── Data for the task ──

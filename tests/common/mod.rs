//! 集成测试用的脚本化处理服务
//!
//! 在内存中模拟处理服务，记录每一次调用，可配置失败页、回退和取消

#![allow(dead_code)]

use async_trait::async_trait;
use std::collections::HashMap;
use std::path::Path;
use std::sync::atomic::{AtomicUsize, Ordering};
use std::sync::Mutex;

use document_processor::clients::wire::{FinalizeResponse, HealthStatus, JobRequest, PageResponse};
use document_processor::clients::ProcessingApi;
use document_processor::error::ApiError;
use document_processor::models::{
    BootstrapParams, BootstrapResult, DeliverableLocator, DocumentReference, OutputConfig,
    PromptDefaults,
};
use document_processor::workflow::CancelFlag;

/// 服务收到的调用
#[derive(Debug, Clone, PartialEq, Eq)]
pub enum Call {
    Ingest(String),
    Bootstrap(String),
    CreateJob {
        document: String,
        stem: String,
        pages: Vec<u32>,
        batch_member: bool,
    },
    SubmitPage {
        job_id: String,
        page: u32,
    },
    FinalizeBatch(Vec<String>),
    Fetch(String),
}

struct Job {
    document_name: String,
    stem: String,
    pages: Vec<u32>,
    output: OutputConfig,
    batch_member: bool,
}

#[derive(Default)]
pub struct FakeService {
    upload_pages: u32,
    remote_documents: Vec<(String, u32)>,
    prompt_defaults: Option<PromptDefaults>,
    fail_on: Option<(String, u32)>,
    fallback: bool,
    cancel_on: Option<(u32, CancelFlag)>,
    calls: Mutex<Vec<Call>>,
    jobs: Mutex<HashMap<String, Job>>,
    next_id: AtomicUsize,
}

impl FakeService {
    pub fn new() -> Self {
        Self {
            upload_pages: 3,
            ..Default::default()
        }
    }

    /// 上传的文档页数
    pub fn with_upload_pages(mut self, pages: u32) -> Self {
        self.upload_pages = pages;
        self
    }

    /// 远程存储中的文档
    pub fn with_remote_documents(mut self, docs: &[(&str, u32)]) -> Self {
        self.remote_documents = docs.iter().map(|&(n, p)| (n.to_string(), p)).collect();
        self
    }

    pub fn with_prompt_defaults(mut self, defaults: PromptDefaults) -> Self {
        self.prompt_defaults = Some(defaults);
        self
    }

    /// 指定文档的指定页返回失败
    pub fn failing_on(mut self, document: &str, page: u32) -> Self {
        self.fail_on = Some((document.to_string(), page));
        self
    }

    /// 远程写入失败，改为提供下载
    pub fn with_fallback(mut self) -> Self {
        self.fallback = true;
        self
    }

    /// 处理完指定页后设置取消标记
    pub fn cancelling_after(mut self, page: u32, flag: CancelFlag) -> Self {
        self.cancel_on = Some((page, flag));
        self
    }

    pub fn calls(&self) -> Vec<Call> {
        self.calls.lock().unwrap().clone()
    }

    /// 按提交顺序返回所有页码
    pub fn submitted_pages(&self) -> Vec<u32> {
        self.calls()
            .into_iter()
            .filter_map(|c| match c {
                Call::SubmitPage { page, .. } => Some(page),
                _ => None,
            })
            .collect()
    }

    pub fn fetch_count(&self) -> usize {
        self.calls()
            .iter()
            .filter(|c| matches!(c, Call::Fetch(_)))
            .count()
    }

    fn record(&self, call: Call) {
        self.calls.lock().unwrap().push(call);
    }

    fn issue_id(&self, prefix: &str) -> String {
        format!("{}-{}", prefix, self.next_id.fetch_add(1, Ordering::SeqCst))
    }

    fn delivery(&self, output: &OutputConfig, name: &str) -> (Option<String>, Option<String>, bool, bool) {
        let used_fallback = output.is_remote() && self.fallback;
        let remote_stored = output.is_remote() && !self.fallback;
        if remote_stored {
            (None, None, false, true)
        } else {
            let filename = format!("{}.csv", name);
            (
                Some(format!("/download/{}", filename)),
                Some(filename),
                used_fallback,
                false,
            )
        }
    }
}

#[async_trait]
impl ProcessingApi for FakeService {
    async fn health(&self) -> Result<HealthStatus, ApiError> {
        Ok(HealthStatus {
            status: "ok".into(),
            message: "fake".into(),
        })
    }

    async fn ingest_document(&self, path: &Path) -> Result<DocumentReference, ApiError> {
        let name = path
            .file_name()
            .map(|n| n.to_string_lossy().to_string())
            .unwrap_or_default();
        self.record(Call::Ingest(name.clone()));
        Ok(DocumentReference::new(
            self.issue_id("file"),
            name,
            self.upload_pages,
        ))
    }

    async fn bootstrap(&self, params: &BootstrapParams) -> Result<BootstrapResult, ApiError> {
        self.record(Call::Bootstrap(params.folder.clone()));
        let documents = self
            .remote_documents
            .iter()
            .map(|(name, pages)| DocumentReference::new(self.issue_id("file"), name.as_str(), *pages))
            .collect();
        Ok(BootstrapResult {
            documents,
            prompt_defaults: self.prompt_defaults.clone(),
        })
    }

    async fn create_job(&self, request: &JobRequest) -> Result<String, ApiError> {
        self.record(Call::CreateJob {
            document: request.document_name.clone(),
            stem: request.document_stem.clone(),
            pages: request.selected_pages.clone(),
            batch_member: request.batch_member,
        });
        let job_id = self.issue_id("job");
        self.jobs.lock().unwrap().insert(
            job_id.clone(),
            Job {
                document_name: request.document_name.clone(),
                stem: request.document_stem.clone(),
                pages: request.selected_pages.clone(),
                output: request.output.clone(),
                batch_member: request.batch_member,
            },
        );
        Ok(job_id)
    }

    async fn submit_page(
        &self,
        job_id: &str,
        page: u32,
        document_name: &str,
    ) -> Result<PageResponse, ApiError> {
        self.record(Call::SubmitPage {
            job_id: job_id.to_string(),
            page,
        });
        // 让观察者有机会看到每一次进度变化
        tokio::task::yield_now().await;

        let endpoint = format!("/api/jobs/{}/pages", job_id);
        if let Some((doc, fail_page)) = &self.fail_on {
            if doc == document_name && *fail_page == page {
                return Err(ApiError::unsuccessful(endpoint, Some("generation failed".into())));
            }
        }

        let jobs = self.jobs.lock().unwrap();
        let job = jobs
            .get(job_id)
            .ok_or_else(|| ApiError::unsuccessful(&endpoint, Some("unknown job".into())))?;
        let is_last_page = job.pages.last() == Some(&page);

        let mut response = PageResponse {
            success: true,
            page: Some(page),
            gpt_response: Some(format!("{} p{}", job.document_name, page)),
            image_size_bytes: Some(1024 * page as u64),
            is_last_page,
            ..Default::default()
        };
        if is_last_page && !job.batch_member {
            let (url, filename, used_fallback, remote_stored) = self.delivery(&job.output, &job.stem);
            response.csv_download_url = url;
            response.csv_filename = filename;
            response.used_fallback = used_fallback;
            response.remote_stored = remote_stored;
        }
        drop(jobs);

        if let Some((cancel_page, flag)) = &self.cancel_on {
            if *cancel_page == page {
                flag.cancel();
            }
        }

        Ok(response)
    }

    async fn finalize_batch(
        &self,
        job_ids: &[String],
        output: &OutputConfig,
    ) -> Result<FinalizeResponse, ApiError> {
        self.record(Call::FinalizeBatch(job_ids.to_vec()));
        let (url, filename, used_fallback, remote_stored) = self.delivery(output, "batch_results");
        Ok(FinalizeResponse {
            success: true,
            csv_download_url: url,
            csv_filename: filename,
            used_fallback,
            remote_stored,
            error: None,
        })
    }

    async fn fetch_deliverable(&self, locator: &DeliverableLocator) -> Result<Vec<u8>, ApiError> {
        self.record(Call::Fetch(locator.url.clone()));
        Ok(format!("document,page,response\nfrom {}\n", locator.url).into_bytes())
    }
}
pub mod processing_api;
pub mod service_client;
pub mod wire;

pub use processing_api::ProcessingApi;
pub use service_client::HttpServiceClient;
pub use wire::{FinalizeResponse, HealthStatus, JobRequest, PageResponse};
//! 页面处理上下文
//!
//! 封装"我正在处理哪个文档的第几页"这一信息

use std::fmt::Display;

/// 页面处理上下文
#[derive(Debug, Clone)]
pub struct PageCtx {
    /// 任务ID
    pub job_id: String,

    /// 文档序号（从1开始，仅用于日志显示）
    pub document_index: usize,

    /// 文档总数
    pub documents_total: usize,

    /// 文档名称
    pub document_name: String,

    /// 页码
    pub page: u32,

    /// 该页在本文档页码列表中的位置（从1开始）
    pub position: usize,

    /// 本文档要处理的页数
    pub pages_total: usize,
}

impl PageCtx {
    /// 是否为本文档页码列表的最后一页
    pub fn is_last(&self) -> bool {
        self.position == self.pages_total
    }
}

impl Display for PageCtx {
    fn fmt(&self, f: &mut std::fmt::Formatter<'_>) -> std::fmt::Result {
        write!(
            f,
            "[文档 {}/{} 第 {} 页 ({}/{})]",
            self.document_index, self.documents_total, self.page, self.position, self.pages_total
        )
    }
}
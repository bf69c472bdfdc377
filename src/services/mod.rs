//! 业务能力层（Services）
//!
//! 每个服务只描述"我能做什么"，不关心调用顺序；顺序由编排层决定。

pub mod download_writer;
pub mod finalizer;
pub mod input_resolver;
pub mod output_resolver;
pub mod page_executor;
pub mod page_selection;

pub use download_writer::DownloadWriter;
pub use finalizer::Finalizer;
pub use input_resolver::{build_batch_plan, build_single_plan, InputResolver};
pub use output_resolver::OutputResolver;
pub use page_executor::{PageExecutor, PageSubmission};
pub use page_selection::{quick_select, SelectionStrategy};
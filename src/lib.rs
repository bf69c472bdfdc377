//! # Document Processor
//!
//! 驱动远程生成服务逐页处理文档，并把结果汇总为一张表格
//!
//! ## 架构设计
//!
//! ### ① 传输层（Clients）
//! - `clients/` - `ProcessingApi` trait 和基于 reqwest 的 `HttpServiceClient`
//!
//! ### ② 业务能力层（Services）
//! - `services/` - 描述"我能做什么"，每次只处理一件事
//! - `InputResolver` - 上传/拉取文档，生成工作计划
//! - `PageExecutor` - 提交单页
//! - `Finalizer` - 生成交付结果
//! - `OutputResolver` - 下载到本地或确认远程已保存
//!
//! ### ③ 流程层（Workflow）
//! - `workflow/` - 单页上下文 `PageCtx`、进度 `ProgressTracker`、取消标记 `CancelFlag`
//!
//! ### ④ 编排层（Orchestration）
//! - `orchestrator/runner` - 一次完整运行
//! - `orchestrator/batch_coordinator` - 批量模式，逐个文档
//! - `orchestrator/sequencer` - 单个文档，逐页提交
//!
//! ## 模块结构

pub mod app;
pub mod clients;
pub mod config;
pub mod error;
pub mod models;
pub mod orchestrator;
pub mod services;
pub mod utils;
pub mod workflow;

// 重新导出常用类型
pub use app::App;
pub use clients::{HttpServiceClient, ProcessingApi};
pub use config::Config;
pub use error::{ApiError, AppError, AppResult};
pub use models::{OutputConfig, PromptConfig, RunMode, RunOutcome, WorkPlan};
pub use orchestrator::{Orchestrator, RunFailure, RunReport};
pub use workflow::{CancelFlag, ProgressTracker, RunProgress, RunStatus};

───

> **Your instructions**
Above are the records; from them, give again exactly the lines from the one containing "pub fn with_remote_documents(mut" through the one containing "pub fn cancelling_after(mut", both included.

> **Answer to this problem**
    pub fn with_remote_documents(mut self, docs: &[(&str, u32)]) -> Self {
        self.remote_documents = docs.iter().map(|&(n, p)| (n.to_string(), p)).collect();
        self
    }

    pub fn with_prompt_defaults(mut self, defaults: PromptDefaults) -> Self {
        self.prompt_defaults = Some(defaults);
        self
    }

    /// 指定文档的指定页返回失败
    pub fn failing_on(mut self, document: &str, page: u32) -> Self {
        self.fail_on = Some((document.to_string(), page));
        self
    }

    /// 远程写入失败，改为提供下载
    pub fn with_fallback(mut self) -> Self {
        self.fallback = true;
        self
    }

    /// 处理完指定页后设置取消标记
    pub fn cancelling_after(mut self, page: u32, flag: CancelFlag) -> Self {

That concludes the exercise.